Why Your Immigration Procrastination Should Make You Question Everything

So many of us expect that opportunities or conditions available to us or our business now will be available in the future. Things can wait, we tell ourselves. I will still qualify for an EB-2 visa a year from now, you may say. Or maybe you say, I can still get a waiver after I finish medical treatment. Or could it be, I can still get permanent residence through my wife after we go to my cousin’s wedding in March.

We think we can wait and that lanes open to us now will still be available next month, or next year, or forever. We don’t recognize that people who live their lives as if there are an infinite number of tomorrows are playing a dangerous game.
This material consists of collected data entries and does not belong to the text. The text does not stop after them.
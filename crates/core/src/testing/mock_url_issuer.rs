//! Mock access URL issuer for testing.

use std::sync::Mutex;

use async_trait::async_trait;
use chrono::Utc;

use crate::access::{AccessError, IssuedUrl, UrlIssuer};

/// Mock implementation of the UrlIssuer trait.
///
/// Returns deterministic `https://objects.test/<key>` URLs, records every
/// requested key, and can be told to fail the next request.
#[derive(Debug)]
pub struct MockUrlIssuer {
    expiry_secs: i64,
    issued: Mutex<Vec<String>>,
    next_error: Mutex<Option<String>>,
}

impl Default for MockUrlIssuer {
    fn default() -> Self {
        Self::new()
    }
}

impl MockUrlIssuer {
    /// Create a mock issuing URLs valid for 600 seconds.
    pub fn new() -> Self {
        Self {
            expiry_secs: 600,
            issued: Mutex::new(Vec::new()),
            next_error: Mutex::new(None),
        }
    }

    /// Configure the next request to fail with a presign error.
    pub fn set_next_error(&self, message: &str) {
        *self.next_error.lock().unwrap() = Some(message.to_string());
    }

    /// Keys URLs were issued for.
    pub fn issued_keys(&self) -> Vec<String> {
        self.issued.lock().unwrap().clone()
    }
}

#[async_trait]
impl UrlIssuer for MockUrlIssuer {
    async fn issue(&self, object_key: &str) -> Result<IssuedUrl, AccessError> {
        if let Some(msg) = self.next_error.lock().unwrap().take() {
            return Err(AccessError::Presign(msg));
        }

        self.issued.lock().unwrap().push(object_key.to_string());

        Ok(IssuedUrl {
            url: format!("https://objects.test/{}", object_key),
            expires_at: Utc::now() + chrono::Duration::seconds(self.expiry_secs),
        })
    }

    fn name(&self) -> &str {
        "mock"
    }
}
//! Types for the object catalog.

use chrono::{DateTime, Utc};
use serde::{Deserialize, Serialize};
use thiserror::Error;

/// A remote object recorded in the catalog.
#[derive(Debug, Clone, PartialEq, Eq, Serialize, Deserialize)]
pub struct CatalogEntry {
    /// Surrogate id assigned by the store.
    pub id: i64,
    /// Final path segment of the object key.
    pub display_name: String,
    /// Full object key within the bucket (unique).
    pub object_key: String,
    /// When the entry was committed. Also the sync watermark.
    pub indexed_at: DateTime<Utc>,
}

/// An entry staged for insertion; id and timestamp are assigned on commit.
#[derive(Debug, Clone, PartialEq, Eq)]
pub struct NewCatalogEntry {
    pub display_name: String,
    pub object_key: String,
}

impl NewCatalogEntry {
    /// Stage an entry for `object_key`.
    ///
    /// Returns `None` for folder markers, i.e. keys whose final segment is empty.
    pub fn from_key(object_key: &str) -> Option<Self> {
        let display_name = display_name_for(object_key);
        if display_name.is_empty() {
            return None;
        }
        Some(Self {
            display_name: display_name.to_string(),
            object_key: object_key.to_string(),
        })
    }
}

/// Everything after the last `/` of a key, or the whole key when it has none.
pub fn display_name_for(object_key: &str) -> &str {
    match object_key.rfind('/') {
        Some(idx) => &object_key[idx + 1..],
        None => object_key,
    }
}

/// A search hit.
#[derive(Debug, Clone, PartialEq, Eq, Serialize, Deserialize)]
pub struct CatalogEntrySummary {
    pub id: i64,
    pub display_name: String,
}

/// Catalog statistics.
#[derive(Debug, Clone, Serialize, Deserialize)]
pub struct CatalogStats {
    /// Total indexed objects.
    pub total_entries: u64,
    /// Oldest entry.
    #[serde(skip_serializing_if = "Option::is_none")]
    pub oldest_indexed_at: Option<DateTime<Utc>>,
    /// Most recent entry (the current watermark).
    #[serde(skip_serializing_if = "Option::is_none")]
    pub newest_indexed_at: Option<DateTime<Utc>>,
}

/// Errors for catalog operations.
#[derive(Debug, Error)]
pub enum CatalogError {
    #[error("Database error: {0}")]
    Database(String),

    #[error("Internal error: {0}")]
    Internal(String),
}

impl From<rusqlite::Error> for CatalogError {
    fn from(err: rusqlite::Error) -> Self {
        CatalogError::Database(err.to_string())
    }
}

#[cfg(test)]
mod tests {
    use super::*;

    #[test]
    fn test_display_name_takes_last_segment() {
        assert_eq!(display_name_for("a/b/report.pdf"), "report.pdf");
        assert_eq!(display_name_for("a/doc1.pdf"), "doc1.pdf");
    }

    #[test]
    fn test_display_name_without_separator() {
        assert_eq!(display_name_for("doc2.pdf"), "doc2.pdf");
    }

    #[test]
    fn test_folder_marker_is_not_staged() {
        assert_eq!(display_name_for("a/"), "");
        assert!(NewCatalogEntry::from_key("a/").is_none());
        assert!(NewCatalogEntry::from_key("").is_none());
    }

    #[test]
    fn test_from_key_keeps_full_key() {
        let entry = NewCatalogEntry::from_key("invoices/2024/march.pdf").unwrap();
        assert_eq!(entry.display_name, "march.pdf");
        assert_eq!(entry.object_key, "invoices/2024/march.pdf");
    }

    #[test]
    fn test_catalog_stats_serialization() {
        let stats = CatalogStats {
            total_entries: 3,
            oldest_indexed_at: None,
            newest_indexed_at: Some(Utc::now()),
        };

        let json = serde_json::to_string(&stats).unwrap();
        assert!(!json.contains("oldest_indexed_at")); // None should be skipped
        assert!(json.contains("newest_indexed_at"));
    }
}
The habit of procrastination, when it comes to starting your immigration case, often leads to tragic scenes, like the one depicted in Pieter Breugel’s painting “The Blind Leading the Blind.”

The government shutdown, as it relates to immigration, shows why this is a dangerous game. Today, there are certain categories of visas and certain paths through which one could have adjusted status that are closed because of the government shutdown–and it is not unreasonable to think the shutdown could last for many more months. Further, if the shutdown does last for many more months, it is reasonable to think that consulates will stop processing all but emergency visa applications.

There are and will be people who have immigration cases derailed by the shutdown. Undoubtedly, some of these people could have, at an earlier date, applied or petitioned for the immigration benefit they seek. Perhaps with an earlier application , they would have avoided shutdown-related complications.

Of course, we all suffer from procrastination sometimes. Anyone who has worked closely with the highest of high-achievers realizes that even these high-achievers have to fight the urge procrastinate.

There is a story that may help you to fight the urge to procrastinate, that might lead you to act with urgency.

A man boarded a great ship for a voyage across the Atlantic. The ship took off just fine, but on its way across this ocean a terrible storm blew. The wind howled, the rain lashed, the waves rose high above the ship. The thunder rumbled. Streaks of lightning shone across the sky. It looked as if, at any moment, the ship would sink and everyone on the ship would lose their lives.

Everyone was in a state of panic, terrified–well, everyone except this one man.

In contrast with all around him, he remained calm, alert, quietly still. Nonetheless, chaos reigned on the ship.

Eventually, after many hours the storm blew over. And, slowly, the other passengers calmed down. Then, they looked at the man who had remained calm throughout the storm, who appeared oblivious to the danger they had faced, and they asked this man how he could remain calm when they were all just a moment away from their annihilation. They demanded to know.

The man calmly turned to them and said, “Tell me, friends, when is it ever any different?”

Too many people, especially with immigration goals, put off again and again their efforts to achieve those goals. They think that conditions propitious to achieving the goals will last. This can be a dangerous thought.

In order to achieve your immigration goals, it is generally wise for you to act with a sense of urgency. Of course, some people or organizations will–no matter what–continue to say, “we will do it tomorrow.” They will mean these words. The next day will come, and they will do nothing. That’s just how the world works.

But the government shutdown may be just the nudge needed by individuals and organizations on the fence separating action from procrastination.